▶ _SUPPLIED MATERIAL_:
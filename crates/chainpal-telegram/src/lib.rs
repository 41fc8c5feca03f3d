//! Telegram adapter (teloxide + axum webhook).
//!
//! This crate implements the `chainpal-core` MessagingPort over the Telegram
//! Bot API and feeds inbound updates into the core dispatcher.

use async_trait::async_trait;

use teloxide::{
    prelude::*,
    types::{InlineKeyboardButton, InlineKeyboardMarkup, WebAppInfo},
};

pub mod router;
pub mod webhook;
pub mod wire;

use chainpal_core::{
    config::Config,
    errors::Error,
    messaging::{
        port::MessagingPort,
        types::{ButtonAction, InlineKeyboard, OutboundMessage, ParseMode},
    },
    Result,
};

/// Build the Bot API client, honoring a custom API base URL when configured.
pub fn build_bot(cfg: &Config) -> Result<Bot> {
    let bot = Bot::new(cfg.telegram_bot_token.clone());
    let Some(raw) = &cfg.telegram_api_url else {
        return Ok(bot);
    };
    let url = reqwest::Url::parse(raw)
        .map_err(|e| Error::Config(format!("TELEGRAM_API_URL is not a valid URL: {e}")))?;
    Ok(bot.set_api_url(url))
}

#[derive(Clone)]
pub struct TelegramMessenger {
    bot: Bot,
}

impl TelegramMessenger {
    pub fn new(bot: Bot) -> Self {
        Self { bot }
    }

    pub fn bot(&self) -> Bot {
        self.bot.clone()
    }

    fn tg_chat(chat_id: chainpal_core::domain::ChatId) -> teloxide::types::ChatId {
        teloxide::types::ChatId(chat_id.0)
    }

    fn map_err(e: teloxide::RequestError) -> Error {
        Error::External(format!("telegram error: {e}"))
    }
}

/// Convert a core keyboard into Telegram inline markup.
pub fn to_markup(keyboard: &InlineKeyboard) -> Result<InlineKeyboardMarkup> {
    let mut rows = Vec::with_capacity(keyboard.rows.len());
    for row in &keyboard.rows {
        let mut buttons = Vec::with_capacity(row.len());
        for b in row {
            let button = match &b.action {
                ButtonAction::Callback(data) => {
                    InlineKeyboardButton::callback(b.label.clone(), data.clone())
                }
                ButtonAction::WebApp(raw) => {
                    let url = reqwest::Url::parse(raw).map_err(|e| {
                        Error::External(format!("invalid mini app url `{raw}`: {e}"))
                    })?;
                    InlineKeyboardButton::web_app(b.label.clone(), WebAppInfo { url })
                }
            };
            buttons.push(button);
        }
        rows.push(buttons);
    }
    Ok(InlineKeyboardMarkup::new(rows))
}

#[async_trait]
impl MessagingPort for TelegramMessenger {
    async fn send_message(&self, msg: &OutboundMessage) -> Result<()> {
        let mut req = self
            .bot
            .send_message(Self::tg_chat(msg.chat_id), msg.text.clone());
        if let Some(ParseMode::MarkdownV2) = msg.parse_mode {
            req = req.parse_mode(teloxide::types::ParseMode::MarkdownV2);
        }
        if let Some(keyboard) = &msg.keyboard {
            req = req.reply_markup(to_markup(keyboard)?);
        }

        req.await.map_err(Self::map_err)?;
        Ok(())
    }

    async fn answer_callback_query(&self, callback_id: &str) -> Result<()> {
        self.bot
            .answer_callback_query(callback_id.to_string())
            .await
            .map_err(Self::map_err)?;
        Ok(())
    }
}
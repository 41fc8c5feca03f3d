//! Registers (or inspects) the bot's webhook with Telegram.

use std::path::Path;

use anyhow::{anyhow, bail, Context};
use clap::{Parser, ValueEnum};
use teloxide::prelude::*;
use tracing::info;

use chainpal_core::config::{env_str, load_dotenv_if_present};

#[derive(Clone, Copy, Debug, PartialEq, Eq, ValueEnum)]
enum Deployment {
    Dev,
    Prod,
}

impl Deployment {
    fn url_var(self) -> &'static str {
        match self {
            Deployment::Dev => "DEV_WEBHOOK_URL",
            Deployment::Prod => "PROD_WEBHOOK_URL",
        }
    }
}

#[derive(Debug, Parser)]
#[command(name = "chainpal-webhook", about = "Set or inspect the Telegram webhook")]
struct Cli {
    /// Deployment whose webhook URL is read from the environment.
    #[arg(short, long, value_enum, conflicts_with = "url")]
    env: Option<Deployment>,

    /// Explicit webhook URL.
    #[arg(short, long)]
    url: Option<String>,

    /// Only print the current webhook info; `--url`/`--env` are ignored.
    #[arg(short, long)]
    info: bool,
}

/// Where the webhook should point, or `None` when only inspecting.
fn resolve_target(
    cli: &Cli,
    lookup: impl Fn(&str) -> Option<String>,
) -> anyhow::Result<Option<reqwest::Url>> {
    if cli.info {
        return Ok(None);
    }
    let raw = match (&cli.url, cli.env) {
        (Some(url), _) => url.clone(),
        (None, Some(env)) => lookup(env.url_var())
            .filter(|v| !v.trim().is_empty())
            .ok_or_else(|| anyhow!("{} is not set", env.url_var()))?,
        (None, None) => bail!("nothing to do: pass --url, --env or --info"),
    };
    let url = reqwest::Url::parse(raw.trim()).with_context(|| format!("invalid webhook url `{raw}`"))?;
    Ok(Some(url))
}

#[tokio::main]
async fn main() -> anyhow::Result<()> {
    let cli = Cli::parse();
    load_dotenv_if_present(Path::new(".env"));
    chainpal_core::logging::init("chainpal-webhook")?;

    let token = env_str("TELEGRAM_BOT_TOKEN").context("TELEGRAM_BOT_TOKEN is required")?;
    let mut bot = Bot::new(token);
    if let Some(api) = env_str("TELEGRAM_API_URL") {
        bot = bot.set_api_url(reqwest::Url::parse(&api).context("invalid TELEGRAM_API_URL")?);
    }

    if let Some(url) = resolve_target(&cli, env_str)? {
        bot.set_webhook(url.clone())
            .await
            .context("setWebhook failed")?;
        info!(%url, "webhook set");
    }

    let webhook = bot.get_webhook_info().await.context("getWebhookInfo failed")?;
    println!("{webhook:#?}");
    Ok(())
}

▶ _THE PROBLEM_: Wherever a line of the data holds "Deployment", copy that line.

▶ _COMPLETED TASK_:
enum Deployment {
impl Deployment {
            Deployment::Dev => "DEV_WEBHOOK_URL",
            Deployment::Prod => "PROD_WEBHOOK_URL",
    /// Deployment whose webhook URL is read from the environment.
    env: Option<Deployment>,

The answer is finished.